Think you don’t live in filth and squalor? Think again. Turns out, when it comes to household germs and bacteria, none of our homes or offices cleans up very nicely. Don’t believe us? Here are ten places where harmful bacteria and toxic germs can hide in your home, and ten serious solutions for killing them (and not with kindness):
1. Kitchen Sink, Drain, and Faucet
The Dirt: The average kitchen sink is dirtier than most bathrooms. Up to 500,000 bacteria per square inch can be found in the drain alone. We may wash our hands after touching raw meat, but sometimes we touch the faucet with those dirty hands and bacteria can linger long after we’ve washed and dried. So don’t ignore the faucet when cleaning your sink.
The Bright Side: Clean the kitchen sink, drain, and faucet with an antibacterial product after preparing or cleaning food, especially fruits and vegetables, to kill pathogens like salmonella, campylobacter and E. coli. You can also wash the sink with a bleach and water solution once a day and allow the solution to run down your drain to properly sanitize the sink.
2. A Load of Wet Laundry
The Dirt: Thought your wet laundry was clean? Think again. Anytime you transfer cold, wet laundry to the dryer, you’re getting E. coli on your hands. One infected undergarment can spread bacteria to the entire load.
The Bright Side: Run the washer at 150 degrees and wash whites with bleach, which should kill 99.9% of bacteria. Move the wet laundry to the dryer as quickly as possible, so bacteria can’t multiply. If you can, wash underwear separately and dry it for 45 minutes.
3. The Bathtub
The Dirt: Hard to imagine that the one place you go to get clean can contain 100 times more bacteria than the inside of a trash can, according to an in-home bacteria study conducted by the Center for Hygiene and Health in Home and Community at Simmons College in Boston. Whirlpool tubs are even worse: Texas A&M University microbiologist Rita Moyes, Ph.D. tested 43 water samples from whirlpools, and all 43 contained mild to dangerous bacterial growth. Nearly every sample showed bacteria from fecal matter; 81% had fungi, and 34% contained staph bacteria.
The Bright Side: Experts recommend cleaning and disinfecting your tub or shower with bleach after every use.
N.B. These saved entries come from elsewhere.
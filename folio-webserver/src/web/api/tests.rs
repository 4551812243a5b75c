use super::*;

pub mod prelude {

    use crate::web::{self, api};
    use percent_encoding::{utf8_percent_encode, NON_ALPHANUMERIC};

    pub use crate::web::{
        tests::prelude::{LocalResponse as Response, *},
        Cfg,
    };

    pub fn setup(posts: Vec<Post>) -> TestEnv {
        setup_with_cfg(default_cfg(), Some(posts))
    }

    pub fn setup_with_cfg(cfg: Cfg, posts: Option<Vec<Post>>) -> TestEnv {
        web::tests::rocket_test_setup(vec![("/", api::routes())], cfg, posts)
    }

    pub fn test_json(r: &Response) {
        assert_eq!(
            r.headers().get("Content-Type").collect::<Vec<_>>()[0],
            "application/json"
        );
    }

    pub fn post(permlink: &str, tags: &[&str]) -> Post {
        Post::build()
            .permlink(permlink)
            .author("photographer")
            .title(permlink)
            .tags(tags)
            .finish()
    }

    pub fn url_encode(s: &str) -> String {
        utf8_percent_encode(s, NON_ALPHANUMERIC).to_string()
    }
}

use self::prelude::*;

fn tag(tag: &str, count: u64) -> json::TagFrequency {
    json::TagFrequency {
        tag: tag.into(),
        count,
    }
}

fn tags_of(res: Response) -> Vec<json::TagFrequency> {
    serde_json::from_str(&res.into_string().unwrap()).unwrap()
}

mod tags {
    use super::*;

    #[test]
    fn count_most_popular_tags() {
        let env = setup(vec![
            Post::build()
                .permlink("p1")
                .author("photographer")
                .json_metadata(r#"{"tags":["a","b","a"]}"#)
                .finish(),
            Post::build()
                .permlink("p2")
                .author("photographer")
                .json_metadata(r#"{"tags":["a"]}"#)
                .finish(),
            Post::build()
                .permlink("p3")
                .author("photographer")
                .json_metadata("not valid json")
                .finish(),
            Post::build()
                .permlink("p4")
                .author("photographer")
                .json_metadata(r#"{"tags":"not-an-array"}"#)
                .finish(),
        ]);
        let res = env.client.get("/tags").dispatch();
        assert_eq!(res.status(), Status::Ok);
        test_json(&res);
        assert_eq!(tags_of(res), vec![tag("a", 2), tag("b", 1)]);
    }

    #[test]
    fn exclude_hidden_tag() {
        let env = setup(vec![post("p1", &["hidden", "a"]), post("p2", &["a"])]);
        let res = env.client.get("/tags").dispatch();
        assert_eq!(tags_of(res), vec![tag("a", 2)]);
    }

    #[test]
    fn ignore_posts_of_other_authors() {
        let env = setup(vec![
            post("p1", &["a"]),
            Post::build()
                .permlink("p2")
                .author("someone-else")
                .tags(&["b"])
                .finish(),
        ]);
        let res = env.client.get("/tags").dispatch();
        assert_eq!(tags_of(res), vec![tag("a", 1)]);
    }

    #[test]
    fn count_tags_of_page() {
        let env = setup(vec![
            post("p1", &["a", "hidden"]),
            post("p2", &["b"]),
            post("p3", &["a", "c"]),
        ]);
        let res = env.client.get("/tags?permlinks=p1,p3").dispatch();
        assert_eq!(res.status(), Status::Ok);
        assert_eq!(tags_of(res), vec![tag("a", 2), tag("hidden", 1), tag("c", 1)]);
    }

    #[test]
    fn empty_list_without_account() {
        let cfg = Cfg {
            blog_account: None,
            ..default_cfg()
        };
        let env = setup_with_cfg(cfg, Some(vec![post("p1", &["a"])]));
        let res = env.client.get("/tags").dispatch();
        assert_eq!(res.status(), Status::Ok);
        assert_eq!(res.into_string().unwrap(), "[]");
        assert_eq!(env.blog.requests(), 0);
    }

    #[test]
    fn empty_list_with_error_status_on_failure() {
        let env = setup_with_cfg(default_cfg(), None);
        let res = env.client.get("/tags").dispatch();
        assert_eq!(res.status(), Status::InternalServerError);
        test_json(&res);
        assert_eq!(res.into_string().unwrap(), "[]");
    }

    #[test]
    fn cache_public_tags() {
        let env = setup(vec![post("p1", &["a"])]);
        let res = env.client.get("/tags").dispatch();
        assert_eq!(tags_of(res), vec![tag("a", 1)]);
        env.blog.set_posts(Some(vec![post("p1", &["b"])]));
        let res = env.client.get("/tags").dispatch();
        assert_eq!(tags_of(res), vec![tag("a", 1)]);
        assert_eq!(env.blog.requests(), 1);
    }

    #[test]
    fn do_not_cache_page_tags() {
        let env = setup(vec![post("p1", &["a"])]);
        env.client.get("/tags?permlinks=p1").dispatch();
        env.blog.set_posts(Some(vec![post("p1", &["b"])]));
        let res = env.client.get("/tags?permlinks=p1").dispatch();
        assert_eq!(tags_of(res), vec![tag("b", 1)]);
        assert_eq!(env.blog.requests(), 2);
    }

    #[test]
    fn refresh_expired_cache() {
        let cfg = Cfg {
            tags_cache_max_age: std::time::Duration::ZERO,
            ..default_cfg()
        };
        let env = setup_with_cfg(cfg, Some(vec![post("p1", &["a"])]));
        env.client.get("/tags").dispatch();
        env.blog.set_posts(Some(vec![post("p1", &["b"])]));
        let res = env.client.get("/tags").dispatch();
        assert_eq!(tags_of(res), vec![tag("b", 1)]);
    }
}

mod posts {
    use super::*;

    fn permlinks(res: Response) -> Vec<String> {
        let posts: Vec<json::PostSummary> =
            serde_json::from_str(&res.into_string().unwrap()).unwrap();
        posts.into_iter().map(|p| p.permlink).collect()
    }

    #[test]
    fn list_public_posts() {
        let env = setup(vec![
            post("sea", &["beach"]),
            post("draft", &["beach", "hidden"]),
            post("city", &["street"]),
        ]);
        let res = env.client.get("/posts").dispatch();
        assert_eq!(res.status(), Status::Ok);
        test_json(&res);
        assert_eq!(permlinks(res), vec!["sea", "city"]);
    }

    #[test]
    fn filter_posts_by_tag() {
        let env = setup(vec![
            post("sea", &["beach"]),
            post("draft", &["beach", "hidden"]),
            post("city", &["street"]),
        ]);
        let res = env.client.get("/posts?tag=beach").dispatch();
        assert_eq!(permlinks(res), vec!["sea"]);
    }

    #[test]
    fn no_posts_without_account() {
        let cfg = Cfg {
            blog_account: None,
            ..default_cfg()
        };
        let env = setup_with_cfg(cfg, Some(vec![post("sea", &[])]));
        let res = env.client.get("/posts").dispatch();
        assert_eq!(res.status(), Status::Ok);
        assert!(permlinks(res).is_empty());
    }

    #[test]
    fn bad_gateway_if_blog_is_unavailable() {
        let env = setup_with_cfg(default_cfg(), None);
        let res = env.client.get("/posts").dispatch();
        assert_eq!(res.status(), Status::BadGateway);
        test_json(&res);
    }

    #[test]
    fn get_single_post() {
        let env = setup(vec![Post::build()
            .permlink("sea")
            .author("photographer")
            .title("By the sea")
            .created(1_000)
            .json_metadata(r#"{"tags":["beach"],"image":["https://img.example/sea.jpg"]}"#)
            .finish()]);
        let res = env.client.get("/posts/sea").dispatch();
        assert_eq!(res.status(), Status::Ok);
        let post: json::PostSummary = serde_json::from_str(&res.into_string().unwrap()).unwrap();
        assert_eq!(
            post,
            json::PostSummary {
                permlink: "sea".into(),
                author: "photographer".into(),
                title: "By the sea".into(),
                created: 1_000,
                tags: vec!["beach".into()],
                image: Some("https://img.example/sea.jpg".into()),
            }
        );
    }

    #[test]
    fn post_not_found() {
        let env = setup(vec![post("sea", &[])]);
        let res = env.client.get("/posts/city").dispatch();
        assert_eq!(res.status(), Status::NotFound);
        test_json(&res);
        let err: json::Error = serde_json::from_str(&res.into_string().unwrap()).unwrap();
        assert_eq!(err.http_status, 404);
    }
}

mod media {
    use super::*;

    fn source_of(res: Response) -> Option<json::MediaSource> {
        serde_json::from_str(&res.into_string().unwrap()).unwrap()
    }

    #[test]
    fn resolve_image_on_first_gateway() {
        let env = setup(vec![]);
        let res = env.client.get("/media?cid=QmAbc").dispatch();
        assert_eq!(res.status(), Status::Ok);
        test_json(&res);
        assert_eq!(
            source_of(res),
            Some(json::MediaSource {
                url: "https://ipfs.io/ipfs/QmAbc".into(),
                kind: json::MediaKind::Image,
                gateway_index: 0,
            })
        );
    }

    #[test]
    fn resolve_video() {
        let env = setup(vec![]);
        let res = env.client.get("/media?cid=QmAbc%2Fclip.mp4").dispatch();
        let source = source_of(res).unwrap();
        assert_eq!(source.kind, json::MediaKind::Video);
        assert_eq!(source.url, "https://ipfs.io/ipfs/QmAbc/clip.mp4");
    }

    #[test]
    fn append_configured_access_token() {
        let cfg = Cfg {
            media_access_token: Some("s3cr3t".into()),
            ..default_cfg()
        };
        let env = setup_with_cfg(cfg, Some(vec![]));
        let res = env.client.get("/media?cid=QmAbc").dispatch();
        assert_eq!(
            source_of(res).unwrap().url,
            "https://ipfs.io/ipfs/QmAbc?pinataGatewayToken=s3cr3t"
        );
    }

    #[test]
    fn reject_invalid_content_id() {
        let env = setup(vec![]);
        let res = env.client.get("/media?cid=").dispatch();
        assert_eq!(res.status(), Status::BadRequest);
        test_json(&res);
    }

    #[test]
    fn fall_back_to_next_gateways() {
        let env = setup(vec![]);
        let mut url = source_of(env.client.get("/media?cid=QmAbc").dispatch())
            .unwrap()
            .url;
        let mut visited = vec![url.clone()];
        loop {
            let res = env
                .client
                .get(format!(
                    "/media/fallback?cid=QmAbc&failed={}",
                    url_encode(&url)
                ))
                .dispatch();
            assert_eq!(res.status(), Status::Ok);
            match source_of(res) {
                Some(source) => {
                    url = source.url;
                    visited.push(url.clone());
                }
                None => break,
            }
        }
        assert_eq!(
            visited,
            vec![
                "https://ipfs.io/ipfs/QmAbc",
                "https://cloudflare-ipfs.com/ipfs/QmAbc",
                "https://gateway.pinata.cloud/ipfs/QmAbc",
            ]
        );
    }

    #[test]
    fn fall_back_with_encoded_access_token() {
        let cfg = Cfg {
            media_access_token: Some("a+b%c#d".into()),
            ..default_cfg()
        };
        let env = setup_with_cfg(cfg, Some(vec![]));
        let first = source_of(env.client.get("/media?cid=QmAbc").dispatch()).unwrap();
        assert_eq!(
            first.url,
            "https://ipfs.io/ipfs/QmAbc?pinataGatewayToken=a%2Bb%25c%23d"
        );
        let res = env
            .client
            .get(format!(
                "/media/fallback?cid=QmAbc&failed={}",
                url_encode(&first.url)
            ))
            .dispatch();
        assert_eq!(res.status(), Status::Ok);
        let second = source_of(res).unwrap();
        assert_eq!(second.gateway_index, 1);
        assert_eq!(
            second.url,
            "https://cloudflare-ipfs.com/ipfs/QmAbc?pinataGatewayToken=a%2Bb%25c%23d"
        );
    }

    #[test]
    fn reject_gateways_with_same_origin() {
        let cfg = Cfg {
            gateways: vec![
                "https://g1.example".parse().unwrap(),
                "https://g1.example/".parse().unwrap(),
            ],
            ..default_cfg()
        };
        let env = setup_with_cfg(cfg, Some(vec![]));
        let res = env
            .client
            .get("/media/fallback?cid=QmAbc&failed=https%3A%2F%2Fg1.example%2Fipfs%2FQmAbc")
            .dispatch();
        assert_eq!(res.status(), Status::BadRequest);
        test_json(&res);
    }

    #[test]
    fn reject_invalid_failed_url() {
        let env = setup(vec![]);
        let res = env
            .client
            .get("/media/fallback?cid=QmAbc&failed=not-a-url")
            .dispatch();
        assert_eq!(res.status(), Status::BadRequest);
    }
}

mod visits {
    use super::*;

    fn count_of(res: Response) -> u64 {
        let count: json::VisitCount = serde_json::from_str(&res.into_string().unwrap()).unwrap();
        count.count
    }

    #[test]
    fn count_visits() {
        let env = setup(vec![]);
        assert_eq!(count_of(env.client.get("/visits/home").dispatch()), 0);
        let res = env.client.post("/visits/home").dispatch();
        assert_eq!(res.status(), Status::Ok);
        test_json(&res);
        assert_eq!(count_of(res), 1);
        assert_eq!(count_of(env.client.post("/visits/home").dispatch()), 2);
        assert_eq!(count_of(env.client.get("/visits/home").dispatch()), 2);
        assert_eq!(count_of(env.client.get("/visits/about").dispatch()), 0);
    }

    #[test]
    fn count_visits_of_nested_pages() {
        let env = setup(vec![]);
        env.client.post("/visits/p/sea").dispatch();
        let res = env.client.get("/visits/p/sea").dispatch();
        let count: json::VisitCount = serde_json::from_str(&res.into_string().unwrap()).unwrap();
        assert_eq!(
            count,
            json::VisitCount {
                page: "p/sea".into(),
                count: 1
            }
        );
    }

    #[test]
    fn reject_invalid_page_name() {
        let env = setup(vec![]);
        let res = env.client.post("/visits/a%20b").dispatch();
        assert_eq!(res.status(), Status::BadRequest);
        test_json(&res);
    }
}

#[test]
fn get_version() {
    let env = setup(vec![]);
    let res = env.client.get("/server/version").dispatch();
    assert_eq!(res.status(), Status::Ok);
    assert_eq!(res.into_string().unwrap(), DUMMY_VERSION);
}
If you have that kind of extra time (lucky you), or better yet, a full-time housekeeper, spraying the area with a bathroom cleaner, scrubbing the tub with a soft-bristled brush, and rinsing with water is all you need to do. And the more frequently you clean the tub, the easier the job will be.
4. TV Remote
The Dirt: If you touch the clicker when you’re sick(er), chances are cold viruses can be transferred to its surface. This is especially true with the TV remote control, which can easily be coated with viruses, dirt, and dust.
The Bright Side: A disinfectant wipe, or alcohol and cotton swabs, are a great way to clean off a frequently handled remote.
5. Light Switches
The Dirt: Have you ever really cleaned the light switch? If not, you’re ignoring one of the most frequently touched objects in your home. A bathroom light switch can hold as much bacteria as a trash can, according to an in-home bacteria study conducted at Simmons College in Boston.
The Bright Side: Wipe down light switches once a week with regular disinfectant wipes, or clean more frequently if house guests are ill in order to prevent the spread of germs.
6. Kitchen Cloths and Sponges
The Dirt: Think of how many times you touch and use a kitchen cloth or sponge every day. We dry our hands, wipe up spills, and dab at wet dishes. When kitchen sponges were put to the hygiene test, 70% contained high levels of bacteria, according to the Hygiene Council.
The Bright Side: Send dish towels to the laundry room at the end of the day, and put your sponges through the dishwasher. If you don’t have the luxury of a dishwasher, discard sponges after a few uses, or soak them in a one-part bleach, ten-parts water solution.